[Data records]
==============================
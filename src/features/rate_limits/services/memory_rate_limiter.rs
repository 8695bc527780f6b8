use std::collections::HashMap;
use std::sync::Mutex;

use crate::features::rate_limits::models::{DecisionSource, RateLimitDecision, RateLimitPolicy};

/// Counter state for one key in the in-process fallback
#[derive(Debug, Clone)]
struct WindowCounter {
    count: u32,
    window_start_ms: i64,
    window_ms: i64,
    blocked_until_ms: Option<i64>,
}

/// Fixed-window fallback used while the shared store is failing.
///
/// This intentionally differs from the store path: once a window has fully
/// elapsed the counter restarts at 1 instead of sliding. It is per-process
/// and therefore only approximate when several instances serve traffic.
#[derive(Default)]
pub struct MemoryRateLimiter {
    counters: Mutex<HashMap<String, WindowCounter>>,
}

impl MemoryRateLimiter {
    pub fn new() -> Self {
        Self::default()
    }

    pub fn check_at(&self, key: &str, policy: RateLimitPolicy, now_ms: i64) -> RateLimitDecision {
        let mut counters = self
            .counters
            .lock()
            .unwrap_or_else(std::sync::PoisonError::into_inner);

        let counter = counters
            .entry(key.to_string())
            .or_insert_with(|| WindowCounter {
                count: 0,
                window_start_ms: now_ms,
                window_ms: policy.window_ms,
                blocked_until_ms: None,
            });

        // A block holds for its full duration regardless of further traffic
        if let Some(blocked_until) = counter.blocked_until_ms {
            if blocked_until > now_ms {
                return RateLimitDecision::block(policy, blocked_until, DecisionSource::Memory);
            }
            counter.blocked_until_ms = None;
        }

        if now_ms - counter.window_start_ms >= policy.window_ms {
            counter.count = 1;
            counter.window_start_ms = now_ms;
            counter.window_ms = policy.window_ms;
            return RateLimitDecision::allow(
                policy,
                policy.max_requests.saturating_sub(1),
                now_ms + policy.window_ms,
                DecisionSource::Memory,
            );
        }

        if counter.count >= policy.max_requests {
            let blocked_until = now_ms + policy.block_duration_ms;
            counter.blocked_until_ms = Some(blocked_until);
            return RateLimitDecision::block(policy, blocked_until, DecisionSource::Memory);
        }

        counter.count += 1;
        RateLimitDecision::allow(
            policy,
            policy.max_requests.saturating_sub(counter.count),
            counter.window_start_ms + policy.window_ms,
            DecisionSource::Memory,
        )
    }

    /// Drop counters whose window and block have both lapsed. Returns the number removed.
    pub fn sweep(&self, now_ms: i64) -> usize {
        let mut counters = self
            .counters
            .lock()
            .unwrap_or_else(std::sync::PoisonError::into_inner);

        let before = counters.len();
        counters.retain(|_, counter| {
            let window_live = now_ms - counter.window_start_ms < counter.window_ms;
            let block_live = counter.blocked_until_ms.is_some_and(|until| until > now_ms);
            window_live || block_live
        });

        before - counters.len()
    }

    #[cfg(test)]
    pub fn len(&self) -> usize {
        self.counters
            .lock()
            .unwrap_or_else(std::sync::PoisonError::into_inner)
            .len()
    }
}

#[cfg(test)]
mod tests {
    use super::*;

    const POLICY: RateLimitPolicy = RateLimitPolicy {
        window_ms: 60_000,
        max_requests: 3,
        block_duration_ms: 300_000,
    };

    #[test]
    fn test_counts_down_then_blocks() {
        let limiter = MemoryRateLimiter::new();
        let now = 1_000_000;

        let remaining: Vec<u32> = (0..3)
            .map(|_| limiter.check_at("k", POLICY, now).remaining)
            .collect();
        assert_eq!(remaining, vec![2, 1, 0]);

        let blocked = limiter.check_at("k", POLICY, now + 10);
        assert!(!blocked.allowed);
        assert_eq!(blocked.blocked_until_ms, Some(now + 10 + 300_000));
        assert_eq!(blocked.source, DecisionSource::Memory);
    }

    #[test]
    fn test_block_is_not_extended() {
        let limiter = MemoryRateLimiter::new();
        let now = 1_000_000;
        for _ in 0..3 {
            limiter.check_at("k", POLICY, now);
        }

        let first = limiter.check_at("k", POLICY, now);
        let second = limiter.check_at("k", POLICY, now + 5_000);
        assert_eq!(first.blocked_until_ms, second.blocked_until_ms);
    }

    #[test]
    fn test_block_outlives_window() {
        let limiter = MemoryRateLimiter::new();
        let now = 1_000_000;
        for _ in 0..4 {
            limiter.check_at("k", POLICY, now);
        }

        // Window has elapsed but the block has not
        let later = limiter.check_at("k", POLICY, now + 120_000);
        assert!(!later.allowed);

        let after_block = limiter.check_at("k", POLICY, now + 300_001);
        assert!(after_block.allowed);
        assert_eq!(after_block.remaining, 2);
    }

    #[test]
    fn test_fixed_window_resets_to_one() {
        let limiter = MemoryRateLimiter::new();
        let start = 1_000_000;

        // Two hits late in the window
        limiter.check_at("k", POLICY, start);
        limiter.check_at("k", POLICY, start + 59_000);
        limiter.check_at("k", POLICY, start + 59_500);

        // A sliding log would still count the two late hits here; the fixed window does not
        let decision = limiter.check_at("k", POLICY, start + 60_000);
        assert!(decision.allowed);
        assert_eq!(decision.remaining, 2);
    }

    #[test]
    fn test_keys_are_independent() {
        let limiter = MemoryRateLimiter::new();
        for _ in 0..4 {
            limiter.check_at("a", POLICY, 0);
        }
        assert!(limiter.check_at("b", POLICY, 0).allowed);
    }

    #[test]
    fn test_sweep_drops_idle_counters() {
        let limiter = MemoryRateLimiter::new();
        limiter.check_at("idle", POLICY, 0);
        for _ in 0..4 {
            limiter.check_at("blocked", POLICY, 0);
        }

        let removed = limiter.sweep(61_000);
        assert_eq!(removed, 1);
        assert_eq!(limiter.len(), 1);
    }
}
==============================
Find all lines in the records that hold the word "Mutex". Copy them.

**YOUR RESPONSE**.
use std::sync::Mutex;
    counters: Mutex<HashMap<String, WindowCounter>>,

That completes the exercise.